I'm getting to be quite a connoisseur of hotel keys as I get older. For ten years I have been collecting these mementoes of travel and cording them away in my key cabinet. Some have square brass tags attached to them, others have round ones. Still others affect the octagonal, the fluted, the hexagonal, the scalloped, the plain, the polished, the docorated, the chaste, the Etruscan, the metropolitan, the rural, the cosmopolitan, the shirred, the tucked, the biased, the high neck and long sleeve or the decolette style of brass check.

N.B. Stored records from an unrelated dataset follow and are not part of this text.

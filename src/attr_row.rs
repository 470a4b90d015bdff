// src/attr_row.rs

//! Per-row attribute storage for a screen buffer.
//!
//! A row of terminal cells is usually styled uniformly, so the attributes of
//! one row compress extremely well: [`AttrRow`] keeps them in an
//! [`RleVec`] with inline capacity 1, meaning the common single-run row
//! lives entirely on the stack. All range semantics (splitting, coalescing,
//! length bookkeeping) are inherited from the container; this type only
//! speaks in columns and attributes.

use log::trace;

use crate::attr::TextAttribute;
use crate::error::RleError;
use crate::rle::iter::RleIter;
use crate::rle::RleVec;
use crate::run::Run;

/// The attributes of one row of screen buffer cells, indexed by column.
#[derive(Debug, Clone, PartialEq, Eq)]
pub struct AttrRow {
    data: RleVec<TextAttribute, u32, 1>,
}

impl AttrRow {
    /// Creates a row of `width` columns, all carrying `attr`.
    pub fn new(width: u32, attr: TextAttribute) -> Self {
        trace!("creating AttrRow: width {}", width);
        Self {
            data: RleVec::filled(width, attr),
        }
    }

    /// The row width in columns.
    pub fn width(&self) -> u32 {
        self.data.len()
    }

    /// Whether the row has zero columns.
    pub fn is_empty(&self) -> bool {
        self.data.is_empty()
    }

    /// The attribute at `column`.
    ///
    /// # Errors
    /// [`RleError::OutOfRange`] when `column >= self.width()`.
    pub fn attr_at(&self, column: u32) -> Result<TextAttribute, RleError> {
        self.data.at(column).copied()
    }

    /// Applies `attr` from `start` through the end of the row.
    ///
    /// Returns whether the row content changed, so callers can skip redraws
    /// of untouched rows.
    ///
    /// # Errors
    /// [`RleError::OutOfRange`] when `start > self.width()`.
    pub fn set_attr_to_end(&mut self, start: u32, attr: TextAttribute) -> Result<bool, RleError> {
        let changed = self.tail_differs(start, attr);
        self.data.replace(start, self.data.len(), attr)?;
        Ok(changed)
    }

    /// Applies `attr` to the half-open column range `[begin, end)`.
    ///
    /// `end` is clamped to the row width.
    ///
    /// # Errors
    /// [`RleError::OutOfRange`] when `begin > end` after clamping.
    pub fn replace(&mut self, begin: u32, end: u32, attr: TextAttribute) -> Result<(), RleError> {
        self.data.replace(begin, end, attr)
    }

    /// Rewrites every cell carrying `old_attr` to `new_attr`.
    pub fn replace_attrs(&mut self, old_attr: TextAttribute, new_attr: TextAttribute) {
        self.data.replace_values(old_attr, new_attr);
    }

    /// Resizes the row to `new_width` columns. Growth replicates the last
    /// column's attribute; shrinking truncates on the right.
    ///
    /// # Errors
    /// [`RleError::EmptyExtend`] when growing a zero-width row.
    pub fn resize(&mut self, new_width: u32) -> Result<(), RleError> {
        trace!("resizing AttrRow: {} -> {}", self.data.len(), new_width);
        self.data.resize_trailing_extent(new_width)
    }

    /// Refills the whole row with `attr`, keeping the width.
    pub fn reset(&mut self, attr: TextAttribute) {
        self.data = RleVec::filled(self.data.len(), attr);
    }

    /// The hyperlink ids present in the row, deduplicated in order of first
    /// appearance.
    pub fn hyperlinks(&self) -> Vec<u16> {
        let mut ids = Vec::new();
        for run in self.data.runs() {
            let id = run.value.hyperlink_id();
            if id != 0 && !ids.contains(&id) {
                ids.push(id);
            }
        }
        ids
    }

    /// Per-column iteration over the row's attributes.
    pub fn iter(&self) -> RleIter<'_, TextAttribute, u32> {
        self.data.iter()
    }

    /// The underlying runs, for renderers that batch by styled span.
    pub fn runs(&self) -> &[Run<TextAttribute, u32>] {
        self.data.runs()
    }

    /// Whether any column in `[start, width)` differs from `attr`.
    fn tail_differs(&self, start: u32, attr: TextAttribute) -> bool {
        let mut covered: u32 = 0;
        for run in self.data.runs() {
            let run_end = covered + run.length;
            if run_end > start && run.value != attr {
                return true;
            }
            covered = run_end;
        }
        false
    }
}

impl<'a> IntoIterator for &'a AttrRow {
    type Item = &'a TextAttribute;
    type IntoIter = RleIter<'a, TextAttribute, u32>;

    fn into_iter(self) -> Self::IntoIter {
        self.iter()
    }
}

#[cfg(test)]
mod tests {
    use super::*;
    use crate::attr::{AttrFlags, Color};

    fn attr(index: u8) -> TextAttribute {
        TextAttribute::new(Color::Indexed(index), Color::Default)
    }

    #[test]
    fn new_row_is_uniform() {
        let row = AttrRow::new(80, attr(7));
        assert_eq!(row.width(), 80);
        assert_eq!(row.runs().len(), 1);
        assert_eq!(row.attr_at(0).unwrap(), attr(7));
        assert_eq!(row.attr_at(79).unwrap(), attr(7));
        assert!(row.attr_at(80).is_err());
    }

    #[test]
    fn replace_splits_and_recoalesces() {
        let mut row = AttrRow::new(10, attr(0));
        row.replace(3, 6, attr(1)).unwrap();
        assert_eq!(row.runs().len(), 3);
        assert_eq!(row.attr_at(3).unwrap(), attr(1));
        assert_eq!(row.attr_at(6).unwrap(), attr(0));

        // Painting the hole back over restores the single run.
        row.replace(3, 6, attr(0)).unwrap();
        assert_eq!(row.runs().len(), 1);
        assert_eq!(row.width(), 10);
    }

    #[test]
    fn set_attr_to_end_reports_changes() {
        let mut row = AttrRow::new(8, attr(0));
        assert!(row.set_attr_to_end(5, attr(2)).unwrap());
        assert_eq!(row.attr_at(4).unwrap(), attr(0));
        assert_eq!(row.attr_at(5).unwrap(), attr(2));
        assert_eq!(row.attr_at(7).unwrap(), attr(2));

        // Repainting the same tail is a no-change.
        assert!(!row.set_attr_to_end(5, attr(2)).unwrap());
        // Painting from column 0 changes the head.
        assert!(row.set_attr_to_end(0, attr(2)).unwrap());
        assert_eq!(row.runs().len(), 1);

        assert!(row.set_attr_to_end(9, attr(3)).is_err());
    }

    #[test]
    fn set_attr_to_end_at_width_is_a_noop() {
        let mut row = AttrRow::new(4, attr(0));
        assert!(!row.set_attr_to_end(4, attr(1)).unwrap());
        assert_eq!(row.width(), 4);
        assert_eq!(row.runs().len(), 1);
    }

    #[test]
    fn replace_attrs_remaps_globally() {
        let mut row = AttrRow::new(6, attr(0));
        row.replace(2, 3, attr(1)).unwrap();
        row.replace(4, 5, attr(1)).unwrap();
        assert_eq!(row.runs().len(), 5);

        row.replace_attrs(attr(1), attr(0));
        assert_eq!(row.runs().len(), 1);
        assert_eq!(row.attr_at(2).unwrap(), attr(0));
    }

    #[test]
    fn resize_grows_with_last_attribute() {
        let mut row = AttrRow::new(4, attr(0));
        row.set_attr_to_end(2, attr(1)).unwrap();

        row.resize(8).unwrap();
        assert_eq!(row.width(), 8);
        assert_eq!(row.attr_at(7).unwrap(), attr(1));

        row.resize(1).unwrap();
        assert_eq!(row.width(), 1);
        assert_eq!(row.attr_at(0).unwrap(), attr(0));

        row.resize(0).unwrap();
        assert!(row.is_empty());
        assert!(row.resize(3).is_err());
    }

    #[test]
    fn reset_refills_at_current_width() {
        let mut row = AttrRow::new(6, attr(0));
        row.replace(1, 5, attr(4)).unwrap();
        row.reset(attr(9));
        assert_eq!(row.width(), 6);
        assert_eq!(row.runs().len(), 1);
        assert_eq!(row.attr_at(3).unwrap(), attr(9));
    }

    #[test]
    fn hyperlinks_dedupes_in_first_appearance_order() {
        let linked = |id: u16| attr(0).with_hyperlink(id);
        let mut row = AttrRow::new(10, attr(0));
        row.replace(1, 3, linked(2)).unwrap();
        row.replace(4, 5, linked(1)).unwrap();
        row.replace(6, 8, linked(2)).unwrap();

        assert_eq!(row.hyperlinks(), vec![2, 1]);

        let plain = AttrRow::new(10, attr(0));
        assert!(plain.hyperlinks().is_empty());
    }

    #[test]
    fn iter_matches_columns() {
        let mut row = AttrRow::new(5, attr(0));
        row.replace(2, 4, attr(1).with_flags(AttrFlags::BOLD)).unwrap();

        let collected: Vec<_> = row.iter().copied().collect();
        assert_eq!(collected.len(), 5);
        for (column, item) in collected.into_iter().enumerate() {
            assert_eq!(item, row.attr_at(column as u32).unwrap());
        }
    }
}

I have, so far, paid my bills, but I have not returned the keys to my room. Hotel proprietors will please take notice and govern themselves accordingly. When my visit to a pleasant city has become a beautiful memory only, I all at once sit down on something hard and find that it is the key to my former room at the hotel. Sitting down on a key tag of corrugated brass, as big as a buckwheat pancake, would remind most anyone of something or other.

I generally leave my tooth-brush in my room and carry off the key as a kind of involuntary swap, so far as the hotel proprietor is concerned, but I do not think it is a mutual benefit, particularly. I cannot use the key to a hotel 500 miles away, and so far as a tooth-brush is concerned, it generally has pleasant associations only for the owner. A man is fond of his own toothbrush, but it takes years for him to love the tooth-brush of a stranger.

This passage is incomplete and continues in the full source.